I am very confused by the performance difference. fun_A is much faster than fun_B. Anybody has any ideas as to why? I am running R2013a. (I looked into a similar question that concerned matrix multiplication, but this should be much simpler: it only uses ranged indexing!)
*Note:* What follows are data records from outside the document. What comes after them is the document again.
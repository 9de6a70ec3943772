use sqlx::{postgres::PgPoolOptions, PgPool};

pub struct Database {
    pub pool: PgPool,
}

impl Database {
    pub async fn new(database_url: &str) -> anyhow::Result<Self> {
        let pool = PgPoolOptions::new()
            .max_connections(10)
            .connect(database_url)
            .await?;

        sqlx::query("SELECT 1").execute(&pool).await?;

        Ok(Self { pool })
    }

    /// Applies the embedded schema migrations.
    pub async fn migrate(&self) -> anyhow::Result<()> {
        sqlx::migrate!("./migrations").run(&self.pool).await?;
        Ok(())
    }
}
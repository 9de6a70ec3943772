/// Concurrency tests for the request lifecycle over the in-memory store.
/// Racing callers must never double-approve a request or open two pending
/// requests for the same customer/company pair.
use chrono::Utc;
use std::sync::Arc;

use rust_analysis_api::assignment::AnalystPicker;
use rust_analysis_api::errors::AppError;
use rust_analysis_api::lifecycle::RequestLifecycle;
use rust_analysis_api::memory_store::MemoryStore;
use rust_analysis_api::models::{
    Address, NewAccount, NewCompany, NewProfile, RequestStatus, Role,
};
use rust_analysis_api::store::Store;

struct Fixture {
    store: Arc<dyn Store>,
    lifecycle: Arc<RequestLifecycle>,
    customer: Role,
    company_id: uuid::Uuid,
}

async fn fixture(analysts: usize) -> Fixture {
    let store: Arc<dyn Store> = Arc::new(MemoryStore::new());

    let customer = store
        .create_account(NewAccount {
            email: "racer@test.com".to_string(),
            password_hash: "unused".to_string(),
            profile: NewProfile::Customer {
                name: "Racer".to_string(),
                cpf: "90000000001".to_string(),
            },
        })
        .await
        .unwrap();
    for i in 0..analysts {
        store
            .create_account(NewAccount {
                email: format!("analyst{}@test.com", i),
                password_hash: "unused".to_string(),
                profile: NewProfile::Analyst {
                    name: format!("Analyst {}", i),
                    cpf: format!("9100000000{}", i),
                },
            })
            .await
            .unwrap();
    }
    let company = store
        .create_company(NewCompany {
            name: "Contested".to_string(),
            industry: "Finance".to_string(),
            cnpj: "77888999000100".to_string(),
            headquarters_location: Address {
                street: "1 Race Way".to_string(),
                city: "Speedville".to_string(),
                state: "SP".to_string(),
                postal_code: "01000-000".to_string(),
                country: "Brazil".to_string(),
            },
        })
        .await
        .unwrap();

    let picker = Arc::new(AnalystPicker::seeded(store.clone(), 7));
    Fixture {
        lifecycle: Arc::new(RequestLifecycle::new(store.clone(), picker)),
        store,
        customer: customer.profile.role(),
        company_id: company.id,
    }
}

#[tokio::test]
async fn test_concurrent_approvals_create_one_analysis() {
    let fx = fixture(3).await;
    let request = fx
        .lifecycle
        .create(&fx.customer, fx.customer.id(), fx.company_id, "race")
        .await
        .unwrap();

    let handles: Vec<_> = (0..8)
        .map(|_| {
            let lifecycle = fx.lifecycle.clone();
            let caller = fx.customer;
            tokio::spawn(async move {
                lifecycle
                    .transition(&caller, request.id, RequestStatus::Approved)
                    .await
            })
        })
        .collect();

    let mut approved = 0;
    for handle in handles {
        match handle.await.unwrap() {
            Ok(transition) => {
                assert!(transition.analysis.is_some());
                approved += 1;
            }
            Err(err) => assert!(
                matches!(err, AppError::InvalidState(_) | AppError::Conflict(_)),
                "unexpected error: {:?}",
                err
            ),
        }
    }
    assert_eq!(approved, 1);

    let page = rust_analysis_api::pagination::Page { number: 1, size: 100 };
    let (analyses, total) = fx.store.list_analyses(page).await.unwrap();
    assert_eq!(total, 1);
    assert_eq!(analyses[0].request_id, request.id);
}

#[tokio::test]
async fn test_concurrent_creation_leaves_one_pending_request() {
    let fx = fixture(1).await;

    let handles: Vec<_> = (0..8)
        .map(|_| {
            let lifecycle = fx.lifecycle.clone();
            let caller = fx.customer;
            let company_id = fx.company_id;
            tokio::spawn(async move {
                lifecycle
                    .create(&caller, caller.id(), company_id, "race")
                    .await
            })
        })
        .collect();

    let mut created = 0;
    for handle in handles {
        match handle.await.unwrap() {
            Ok(_) => created += 1,
            Err(err) => assert!(matches!(err, AppError::Conflict(_)), "{:?}", err),
        }
    }
    assert_eq!(created, 1);

    let pending = fx
        .store
        .requests_for_pair(fx.customer.id(), fx.company_id)
        .await
        .unwrap();
    assert_eq!(pending.len(), 1);
}

#[tokio::test]
async fn test_reproved_request_does_not_block_a_new_one() {
    let fx = fixture(1).await;
    let first = fx
        .lifecycle
        .create(&fx.customer, fx.customer.id(), fx.company_id, "first")
        .await
        .unwrap();
    fx.lifecycle
        .transition(&fx.customer, first.id, RequestStatus::Reproved)
        .await
        .unwrap();

    let second = fx
        .lifecycle
        .create(&fx.customer, fx.customer.id(), fx.company_id, "second")
        .await
        .unwrap();
    assert_eq!(second.status, RequestStatus::InAnalysis);
    assert!(second.request_date >= first.request_date);
    assert!(second.request_date <= Utc::now());
}

#[tokio::test]
async fn test_unknown_company_is_not_found() {
    let fx = fixture(1).await;
    let err = fx
        .lifecycle
        .create(&fx.customer, fx.customer.id(), uuid::Uuid::new_v4(), "missing")
        .await
        .unwrap_err();
    assert!(matches!(err, AppError::NotFound(_)));

    let err = fx
        .lifecycle
        .create(&fx.customer, fx.customer.id(), fx.company_id, "   ")
        .await
        .unwrap_err();
    assert!(matches!(err, AppError::BadRequest(_)));
}
//! Shared error response structures

use chrono::{DateTime, Utc};
use serde::{Deserialize, Serialize};
use std::collections::HashMap;

/// Error body returned by every API endpoint
#[derive(Debug, Clone, Serialize, Deserialize)]
pub struct ErrorResponse {
    /// Error code for client identification
    pub error: String,

    /// Human-readable error message
    pub message: String,

    /// Additional error details (field errors, etc.)
    #[serde(skip_serializing_if = "Option::is_none")]
    pub details: Option<HashMap<String, serde_json::Value>>,

    /// Timestamp when the error occurred
    pub timestamp: DateTime<Utc>,
}

impl ErrorResponse {
    /// Create a new error response
    pub fn new(error: impl Into<String>, message: impl Into<String>) -> Self {
        Self {
            error: error.into(),
            message: message.into(),
            details: None,
            timestamp: Utc::now(),
        }
    }

    /// Add a detail field to the error response
    pub fn add_detail(mut self, key: impl Into<String>, value: impl Serialize) -> Self {
        let details = self.details.get_or_insert_with(HashMap::new);
        if let Ok(json_value) = serde_json::to_value(value) {
            details.insert(key.into(), json_value);
        }
        self
    }
}

/// Error codes used across the application
pub mod error_codes {
    pub const UNAUTHORIZED: &str = "UNAUTHORIZED";
    pub const FORBIDDEN: &str = "FORBIDDEN";
    pub const NOT_FOUND: &str = "NOT_FOUND";
    pub const BAD_REQUEST: &str = "BAD_REQUEST";
    pub const CONFLICT: &str = "CONFLICT";
    pub const VALIDATION_ERROR: &str = "VALIDATION_ERROR";
    pub const CAPTCHA_INVALID: &str = "CAPTCHA_INVALID";
    pub const SERVICE_UNAVAILABLE: &str = "SERVICE_UNAVAILABLE";
    pub const TIMEOUT: &str = "TIMEOUT";
    pub const INTERNAL_ERROR: &str = "INTERNAL_ERROR";
}
//! Tests for domain error types
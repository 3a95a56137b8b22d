//! Reader for PBKDF2-HMAC-SHA256 hashes imported from the previous system
//!
//! Format: `pbkdf2_sha256$<iterations>$<salt>$<base64 key>`, optionally with a
//! leading `$`.

use base64::engine::general_purpose::STANDARD;
use base64::Engine;
use constant_time_eq::constant_time_eq;
use sha2::Sha256;

use crate::errors::{DomainResult, PasswordError};

use super::PasswordVerifier;

const PBKDF2_SHA256: &str = "pbkdf2_sha256";

/// Derived key length, the SHA-256 output size
const DERIVED_KEY_LENGTH: usize = 32;

struct ParsedHash<'a> {
    iterations: u32,
    salt: &'a str,
    key: [u8; DERIVED_KEY_LENGTH],
}

fn parse(hash: &str) -> Result<ParsedHash<'_>, PasswordError> {
    let hash = hash.strip_prefix('$').unwrap_or(hash);
    let mut parts = hash.splitn(4, '$');

    let algorithm = parts.next().unwrap_or_default();
    if algorithm != PBKDF2_SHA256 {
        return Err(PasswordError::Unimplemented {
            strategy: "legacy-pbkdf2",
        });
    }

    let (iterations, salt, key) = match (parts.next(), parts.next(), parts.next()) {
        (Some(iterations), Some(salt), Some(key)) => (iterations, salt, key),
        _ => return Err(PasswordError::MalformedHash),
    };

    let iterations: u32 = iterations
        .parse()
        .map_err(|_| PasswordError::MalformedHash)?;
    if iterations == 0 {
        return Err(PasswordError::MalformedHash);
    }

    let key: [u8; DERIVED_KEY_LENGTH] = STANDARD
        .decode(key)
        .map_err(|_| PasswordError::MalformedHash)?
        .try_into()
        .map_err(|_| PasswordError::MalformedHash)?;

    Ok(ParsedHash {
        iterations,
        salt,
        key,
    })
}

/// Compare-only strategy for legacy PBKDF2 hashes
#[derive(Debug, Clone, Copy, Default)]
pub struct LegacyPbkdf2Verifier;

impl PasswordVerifier for LegacyPbkdf2Verifier {
    fn name(&self) -> &'static str {
        "legacy-pbkdf2"
    }

    fn hash(&self, _secret: &str) -> DomainResult<String> {
        Err(PasswordError::Unimplemented {
            strategy: self.name(),
        }
        .into())
    }

    fn compare(&self, hash: &str, secret: &str) -> DomainResult<()> {
        let parsed = parse(hash)?;

        let mut derived = [0u8; DERIVED_KEY_LENGTH];
        pbkdf2::pbkdf2_hmac::<Sha256>(
            secret.as_bytes(),
            parsed.salt.as_bytes(),
            parsed.iterations,
            &mut derived,
        );

        if constant_time_eq(&derived, &parsed.key) {
            Ok(())
        } else {
            Err(PasswordError::Mismatch.into())
        }
    }
}
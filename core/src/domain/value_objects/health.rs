use serde::Serialize;

/// Reachability of the stores behind the credential flows
#[derive(Debug, Clone, Copy, PartialEq, Eq, Default, Serialize)]
pub struct StoreHealth {
    pub directory: bool,
    pub cache: bool,
}

impl StoreHealth {
    pub fn is_healthy(&self) -> bool {
        self.directory && self.cache
    }
}
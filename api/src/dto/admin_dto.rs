use serde::{Deserialize, Serialize};

use fa_core::domain::entities::AccountId;

/// `{id}` segment of `/admin/users/{id}/...`
#[derive(Debug, Clone, Copy, Deserialize)]
pub struct AccountPath {
    pub id: AccountId,
}

#[derive(Debug, Clone, Serialize, Deserialize)]
pub struct AdminActionResponse {
    pub id: AccountId,
    pub action: String,
}

impl AdminActionResponse {
    pub fn new(id: AccountId, action: &str) -> Self {
        Self {
            id,
            action: action.to_string(),
        }
    }
}
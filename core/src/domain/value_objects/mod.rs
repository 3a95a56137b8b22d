//! Value objects carried across the service boundary.

pub mod credentials;
pub mod health;
pub mod profile;


// Re-export commonly used types
pub use credentials::{LoginRequest, RegisterRequest};
pub use health::StoreHealth;
pub use profile::{MassLogoutStatus, Me};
function [out] = fun_A(permutation, in)
NoU = length(permutation);
NoF = length(in) / NoU;
out = zeros(1, length(in));
for i = 1:NoU
lhs_start = (i-1)*NoF;
rhs_start = (permutation(i)-1)*NoF
for j = 1:NoF
out(lhs_start+j) = in(rhs_start+j);
end
end
end
function[out] = fun_B(permutation, in)
NoU = length(permutation);
NoF = length(in) / NoU;
out = zeros(1, length(in));
for i = 1:NoU
lhs_start = (i-1)*NoF + 1;
lhs_end = i*NoF;
rhs_start = (permutation(i)-1)*NoF + 1;
rhs_end = permutation(i)*NoF;
out(lhs_start:lhs_end) = in(rhs_start:rhs_end);
end
end
If you need an understanding of what happens here, assume that permutation = [3 1 2] and that in = [a1 a2 b1 b2 c1 c2], i.e. that we have 3 users (call them a,b,c) with two features each (hence a1,a2 and so on). I want to create and return the following: out = [c1 c2 a1 a2 b1 b2], i.e. to rearrange my users according to the permutation but of course have their corresponding features in succession.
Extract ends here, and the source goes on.